Your AI wrote working code. It didn't write secure code.

Lovable, Bolt, v0, Cursor and Replit are astonishingly good at making an app *work*. They are not trying to make it *safe* — and the gap is wider than most founders realise. The most common failure is a database left wide open: in 2025 a flaw tracked as CVE-2025-48757 exposed data from 170+ AI-generated apps and leaked roughly 13,000 users, because the generated code never switched on Supabase Row Level Security. Anyone holding the public key could read every row.

An AI security agent closes that gap. Point it at your deployed URL and it probes the app the way an attacker would — from the outside, against the live site — then reports back in plain language: which tables are readable without a login, whether a secret key ended up in your browser bundle, which security headers are missing, and where a .env file or source map is sitting in public.

What it actually checks on your live app:

That's the live-app scan, and it needs no account. Connect a repo — public or private — and it goes a layer deeper: scanning your dependencies for known CVEs, your code for insecure patterns, and your commit history for leaked secrets, with build-time dependency noise filtered out so the grade reflects what actually reaches production.

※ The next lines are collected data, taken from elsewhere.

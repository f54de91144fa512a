//! Node process
//!
//! Wires one consensus group with its three in-memory stores, the gRPC
//! services and the metrics endpoint.

use std::collections::BTreeMap;
use std::net::SocketAddr;
use std::sync::Arc;

use hyper::service::{make_service_fn, service_fn};
use hyper::{Body, Request, Response};
use prometheus::{Encoder, TextEncoder};
use tokio::sync::watch;
use tokio::task::JoinHandle;

use crate::command::StoreType;
use crate::config::RuntimeConfig;
use crate::context::ClusterContext;
use crate::error::{Error, Result};
use crate::metrics;
use crate::pb::raft_service_server::RaftServiceServer;
use crate::pb::store_service_server::StoreServiceServer;
use crate::raft_client::GrpcTransport;
use crate::raft_service::RaftServiceSVC;
use crate::raft_store::ReplicatedStore;
use crate::store::MemoryStore;
use crate::store_service::StoreServiceSVC;

pub struct Server {
    config: RuntimeConfig,
    context: Arc<ClusterContext>,
    stores: BTreeMap<StoreType, Arc<ReplicatedStore>>,
    stop: watch::Sender<bool>,
    tasks: Vec<JoinHandle<()>>,
}

impl Server {
    pub fn new(config: RuntimeConfig) -> Result<Self> {
        let context = ClusterContext::new(&config.group, config.raft.clone())?;
        let stores = StoreType::ALL
            .iter()
            .map(|&store_type| {
                let backend = Arc::new(MemoryStore::new(store_type.to_string()));
                (store_type, context.register(store_type, backend))
            })
            .collect();
        let (stop, _) = watch::channel(false);
        Ok(Server {
            config,
            context,
            stores,
            stop,
            tasks: Vec::new(),
        })
    }

    pub fn context(&self) -> &Arc<ClusterContext> {
        &self.context
    }

    pub fn store(&self, store_type: StoreType) -> Option<&Arc<ReplicatedStore>> {
        self.stores.get(&store_type)
    }

    /// Serves the RPC endpoints, starts the raft node and waits until it
    /// joined the group
    pub async fn start(&mut self) -> Result<()> {
        metrics::init_registry();
        self.start_grpc_server()?;
        self.start_metrics_server()?;

        let wait_leader = self.config.raft.wait_leader_timeout();
        let wait_log_sync = self.config.raft.wait_log_sync_timeout();
        let transport = Arc::new(GrpcTransport::new(self.config.raft.rpc_connect_timeout()));
        self.context.start(&self.config.endpoint, transport).await?;
        self.start_cache_listener();
        self.context.await_ready(wait_leader, wait_log_sync).await?;
        log::info!(
            "graphraft node {} ready, leader is {:?}",
            self.config.endpoint,
            self.context.leader()
        );
        Ok(())
    }

    pub async fn stop(&mut self) {
        log::info!("server stop");
        let _ = self.stop.send(true);
        self.context.shutdown().await;
        for task in self.tasks.drain(..) {
            let _ = task.await;
        }
    }

    fn start_grpc_server(&mut self) -> Result<()> {
        let addr = listen_addr(&self.config.endpoint)?;
        let mut stop = self.stop.subscribe();
        let grpc_server = tonic::transport::Server::builder()
            .add_service(RaftServiceServer::new(RaftServiceSVC::new(
                self.context.clone(),
            )))
            .add_service(StoreServiceServer::new(StoreServiceSVC::new(
                self.context.clone(),
            )))
            .serve_with_shutdown(addr, async move {
                let _ = stop.changed().await;
            });
        self.tasks.push(tokio::spawn(async move {
            if let Err(e) = grpc_server.await {
                log::error!("grpc server failed: {}", e);
            }
        }));
        log::info!("grpc server started on {}", addr);
        Ok(())
    }

    fn start_metrics_server(&mut self) -> Result<()> {
        let addr: SocketAddr = self.config.metrics_addr.parse().map_err(|e| {
            Error::Configuration(format!(
                "invalid metrics address {}: {}",
                self.config.metrics_addr, e
            ))
        })?;
        let make_svc = make_service_fn(move |_| {
            let registry = metrics::REGISTRY_INSTANCE.clone();
            async move {
                Ok::<_, hyper::Error>(service_fn(move |_: Request<Body>| {
                    let registry = registry.clone();
                    async move {
                        let encoder = TextEncoder::new();
                        let metric_families = registry.gather();
                        let mut buffer = Vec::new();
                        if let Err(e) = encoder.encode(&metric_families, &mut buffer) {
                            log::error!("failed to encode metrics: {}", e);
                        }
                        Ok::<_, hyper::Error>(Response::new(Body::from(buffer)))
                    }
                }))
            }
        });
        let server = hyper::Server::try_bind(&addr)
            .map_err(|e| Error::Startup(format!("failed to bind metrics server on {}: {}", addr, e)))?
            .serve(make_svc);
        let mut stop = self.stop.subscribe();
        let server = server.with_graceful_shutdown(async move {
            let _ = stop.changed().await;
        });
        self.tasks.push(tokio::spawn(async move {
            if let Err(e) = server.await {
                log::error!("metrics server failed: {}", e);
            }
        }));
        log::info!("metrics server started on {}", addr);
        Ok(())
    }

    /// Drains cache invalidations. The graph engine cache is not part of this
    /// process, so they are only logged.
    fn start_cache_listener(&mut self) {
        let mut events = match self.context.take_cache_events() {
            Some(events) => events,
            None => return,
        };
        self.tasks.push(tokio::spawn(async move {
            while let Some(event) = events.recv().await {
                log::debug!(
                    "cache invalidation on {} store: {:?} {:?}",
                    event.store,
                    event.entity,
                    event.action
                );
            }
        }));
    }
}

/// Address the gRPC server binds for `endpoint`. Host names bind every
/// interface on the endpoint port.
fn listen_addr(endpoint: &str) -> Result<SocketAddr> {
    if let Ok(addr) = endpoint.parse::<SocketAddr>() {
        return Ok(addr);
    }
    endpoint
        .rsplit_once(':')
        .and_then(|(_, port)| port.parse::<u16>().ok())
        .map(|port| SocketAddr::from(([0, 0, 0, 0], port)))
        .ok_or_else(|| Error::Configuration(format!("invalid endpoint {}", endpoint)))
}

#[cfg(test)]
mod tests {
    use super::*;

    #[test]
    fn test_listen_addr() {
        assert_eq!(
            listen_addr("127.0.0.1:8281").unwrap(),
            "127.0.0.1:8281".parse::<SocketAddr>().unwrap()
        );
        assert_eq!(
            listen_addr("graph-node-2:8282").unwrap(),
            "0.0.0.0:8282".parse::<SocketAddr>().unwrap()
        );
        assert!(listen_addr("graph-node-2").is_err());
    }

    #[test]
    fn test_server_registers_every_store() {
        let mut config = RuntimeConfig::default();
        config.raft.group_peers = "127.0.0.1:8281".to_string();
        let server = Server::new(config).unwrap();
        for store_type in StoreType::ALL {
            assert_eq!(server.store(store_type).unwrap().store_type(), store_type);
        }
    }
}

Then it does the part a one-off scanner can't: it keeps watching. Every morning it re-runs the scan, and the moment a new table goes public or a key leaks in your next deploy, it messages you — before someone else finds it. Each finding comes with the exact fix saved as a note you can act on, and you can ask follow-ups in plain English: *which of these is most urgent? show me how to turn on RLS for that table.*

It runs on the channels you already use — web chat and Telegram — and security is only one of its skills. The same agent reads your email, manages your calendar, and keeps your notes. No security dashboard to learn, no CI pipeline to configure, no code.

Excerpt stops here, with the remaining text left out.